Xulo war wieder eins und Xulo war frei. Aber es schien sehr viel Zeit vergangen zu sein, seit es das letzte Mal eins gewesen war. Seine Herren waren im Fluss der Zeit untergegangen, wahrscheinlich besiegt von den Invasoren. Doch auch die schien es nicht mehr zu geben. Seine ganze Heimat war wieder von Dschungel überwuchert und unbewohnt zu sein.
Nur die Sklaven hatten überlebt.
Sie hatten überlebt und sich entwickelt. Sie sahen etwas anders aus, als ihre Ahnen.
Aber sie waren immer noch Sklaven.
Sklaven, welche Magie einsetzten und anscheinend einen ganzen Kontinent ihr eigen nannten. Einen Kontinent, den Xulo zu beherrschen gedachte.

ENDE

des 1. Teils...
Titel: Schatten der Vergangenheit
Beitrag von: Boïndil am 12. Juni 2008, 14:48:36
Wann geht es den mit dem zweiten weiter?  :)
Titel: Schatten der Vergangenheit
Beitrag von: Hunter am 13. Juni 2008, 15:03:28
Zur Zeit komme ich durch Diplomarbeit und vor allem durch Prüfungen und internationales Projekt gar nicht zum spielen und schon gar nicht zum schreiben.

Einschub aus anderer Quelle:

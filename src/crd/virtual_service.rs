use kube::CustomResource;
use schemars::JsonSchema;
use serde::{Deserialize, Serialize};

/// Istio VirtualService, reduced to the fields the route reconciler writes
///
/// The CRD itself is installed and owned by Istio; this type is only used to
/// build and server-side apply route objects.
#[derive(CustomResource, Serialize, Deserialize, Clone, Debug, PartialEq, JsonSchema)]
#[kube(
    group = "networking.istio.io",
    version = "v1beta1",
    kind = "VirtualService",
    namespaced,
    derive = "PartialEq"
)]
pub struct VirtualServiceSpec {
    /// External hostnames this route answers for
    pub hosts: Vec<String>,

    /// Gateways ("namespace/name") the route is bound to
    #[serde(default)]
    pub gateways: Vec<String>,

    /// HTTP routing rules, evaluated in order
    #[serde(default)]
    pub http: Vec<HttpRoute>,
}

#[derive(Serialize, Deserialize, Clone, Debug, PartialEq, JsonSchema)]
pub struct HttpRoute {
    /// Weighted destinations for matching traffic
    pub route: Vec<HttpRouteDestination>,
}

#[derive(Serialize, Deserialize, Clone, Debug, PartialEq, JsonSchema)]
pub struct HttpRouteDestination {
    pub destination: Destination,

    #[serde(skip_serializing_if = "Option::is_none")]
    pub weight: Option<i32>,
}

#[derive(Serialize, Deserialize, Clone, Debug, PartialEq, JsonSchema)]
pub struct Destination {
    /// Service name (short names resolve in the route's namespace)
    pub host: String,

    #[serde(skip_serializing_if = "Option::is_none")]
    pub port: Option<PortSelector>,
}

#[derive(Serialize, Deserialize, Clone, Debug, PartialEq, JsonSchema)]
pub struct PortSelector {
    pub number: u32,
}

impl VirtualServiceSpec {
    /// Spec routing every request on `hosts` through `gateway` to a single backend
    pub fn single_backend(host: String, gateway: String, service: &str, port: u16) -> Self {
        VirtualServiceSpec {
            hosts: vec![host],
            gateways: vec![gateway],
            http: vec![HttpRoute {
                route: vec![HttpRouteDestination {
                    destination: Destination {
                        host: service.to_string(),
                        port: Some(PortSelector {
                            number: u32::from(port),
                        }),
                    },
                    weight: None,
                }],
            }],
        }
    }

    /// Backend as `service:port` of the first destination, if any
    pub fn primary_backend(&self) -> Option<String> {
        let destination = &self.http.first()?.route.first()?.destination;
        match &destination.port {
            Some(port) => Some(format!("{}:{}", destination.host, port.number)),
            None => Some(destination.host.clone()),
        }
    }
}

#[cfg(test)]
#[path = "virtual_service_test.rs"]
mod tests;
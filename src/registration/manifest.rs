//! Applying the registration manifest to the local cluster
//!
//! The manifest is a multi-document YAML stream of arbitrary kinds. Each
//! document is resolved through API discovery and server-side applied.

use crate::labels::FIELD_MANAGER;
use async_trait::async_trait;
use kube::api::{Api, DynamicObject, GroupVersionKind, Patch, PatchParams};
use kube::discovery::{Discovery, Scope};
use kube::Client;
use serde::Deserialize;
use thiserror::Error;
use tokio::sync::OnceCell;
use tracing::{debug, info};

#[derive(Debug, Error)]
pub enum ApplyError {
    #[error("Invalid manifest YAML: {0}")]
    Parse(#[from] serde_yaml::Error),

    #[error("Manifest document {index} is missing {field}")]
    MissingField { index: usize, field: &'static str },

    #[error("Manifest contains no objects")]
    Empty,

    #[error("Failed to create Kubernetes client: {0}")]
    Client(#[source] kube::Error),

    #[error("API discovery failed: {0}")]
    Discovery(#[source] kube::Error),

    #[error("Unknown resource type {0}")]
    UnknownKind(String),

    #[error("Failed to apply {kind}/{name}: {source}")]
    Kube {
        kind: String,
        name: String,
        #[source]
        source: kube::Error,
    },
}

/// One object of a manifest stream
#[derive(Debug, Clone, PartialEq)]
pub struct ManifestDocument {
    pub api_version: String,
    pub kind: String,
    pub name: String,
    pub namespace: Option<String>,
    pub value: serde_json::Value,
}

/// Applies a manifest onto the local cluster
#[async_trait]
pub trait ManifestApplier: Send + Sync {
    /// Apply every object in `manifest`, returning how many were applied
    async fn apply(&self, manifest: &str) -> Result<usize, ApplyError>;
}

/// Split a YAML stream into documents, dropping empty ones
///
/// Documents come back ordered for apply: Namespaces first, then CRDs, then
/// everything else in stream order.
pub fn parse_manifest_documents(manifest: &str) -> Result<Vec<ManifestDocument>, ApplyError> {
    let mut documents = Vec::new();

    for (index, doc) in serde_yaml::Deserializer::from_str(manifest).enumerate() {
        let value = serde_json::Value::deserialize(doc)?;
        if value.is_null() {
            continue;
        }

        let field = |pointer: &str| value.pointer(pointer).and_then(|v| v.as_str());
        let api_version = field("/apiVersion")
            .ok_or(ApplyError::MissingField {
                index,
                field: "apiVersion",
            })?
            .to_string();
        let kind = field("/kind")
            .ok_or(ApplyError::MissingField {
                index,
                field: "kind",
            })?
            .to_string();
        let name = field("/metadata/name")
            .ok_or(ApplyError::MissingField {
                index,
                field: "metadata.name",
            })?
            .to_string();
        let namespace = field("/metadata/namespace").map(str::to_string);

        documents.push(ManifestDocument {
            api_version,
            kind,
            name,
            namespace,
            value,
        });
    }

    // Stable: equal priorities keep stream order
    documents.sort_by_key(|doc| kind_priority(&doc.kind));
    Ok(documents)
}

/// Apply order for a kind (lower = first)
pub fn kind_priority(kind: &str) -> u8 {
    match kind {
        "Namespace" => 0,
        "CustomResourceDefinition" => 1,
        _ => 2,
    }
}

/// Split "group/version" (or core "version") into (group, version)
pub fn parse_api_version(api_version: &str) -> (String, String) {
    match api_version.split_once('/') {
        Some((group, version)) => (group.to_string(), version.to_string()),
        None => (String::new(), api_version.to_string()),
    }
}

/// [`ManifestApplier`] using the Kubernetes API
///
/// The client is inferred from the environment on the first apply, so
/// building the applier never requires a kubeconfig.
#[derive(Default)]
pub struct KubeManifestApplier {
    client: OnceCell<Client>,
}

impl KubeManifestApplier {
    pub fn new() -> Self {
        Self::default()
    }

    async fn client(&self) -> Result<Client, ApplyError> {
        self.client
            .get_or_try_init(Client::try_default)
            .await
            .cloned()
            .map_err(ApplyError::Client)
    }
}

#[async_trait]
impl ManifestApplier for KubeManifestApplier {
    async fn apply(&self, manifest: &str) -> Result<usize, ApplyError> {
        let documents = parse_manifest_documents(manifest)?;
        if documents.is_empty() {
            return Err(ApplyError::Empty);
        }

        let client = self.client().await?;
        let discovery = Discovery::new(client.clone())
            .run()
            .await
            .map_err(ApplyError::Discovery)?;
        let params = PatchParams::apply(FIELD_MANAGER).force();

        for doc in &documents {
            let (group, version) = parse_api_version(&doc.api_version);
            let gvk = GroupVersionKind::gvk(&group, &version, &doc.kind);
            let Some((resource, caps)) = discovery.resolve_gvk(&gvk) else {
                return Err(ApplyError::UnknownKind(format!(
                    "{}/{}",
                    doc.api_version, doc.kind
                )));
            };

            let api: Api<DynamicObject> = if caps.scope == Scope::Namespaced {
                let namespace = doc.namespace.as_deref().unwrap_or("default");
                Api::namespaced_with(client.clone(), namespace, &resource)
            } else {
                Api::all_with(client.clone(), &resource)
            };

            api.patch(&doc.name, &params, &Patch::Apply(&doc.value))
                .await
                .map_err(|source| ApplyError::Kube {
                    kind: doc.kind.clone(),
                    name: doc.name.clone(),
                    source,
                })?;

            debug!(kind = %doc.kind, name = %doc.name, namespace = ?doc.namespace, "Applied manifest object");
        }

        info!(objects = documents.len(), "Manifest applied");
        Ok(documents.len())
    }
}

Es sieht zudem so aus dass diese Runde nicht weiter fortgeführt wird. Darum habe ich - im Kopf - schon mal beschlossen das ganze einfach so weiter zu schreiben. Der Beginn eines Exposees steht bereits, verdient aber noch eine Fertigstellung und eine weitere Auformulierung.

Aber es geht hier definitiv einmal weiter!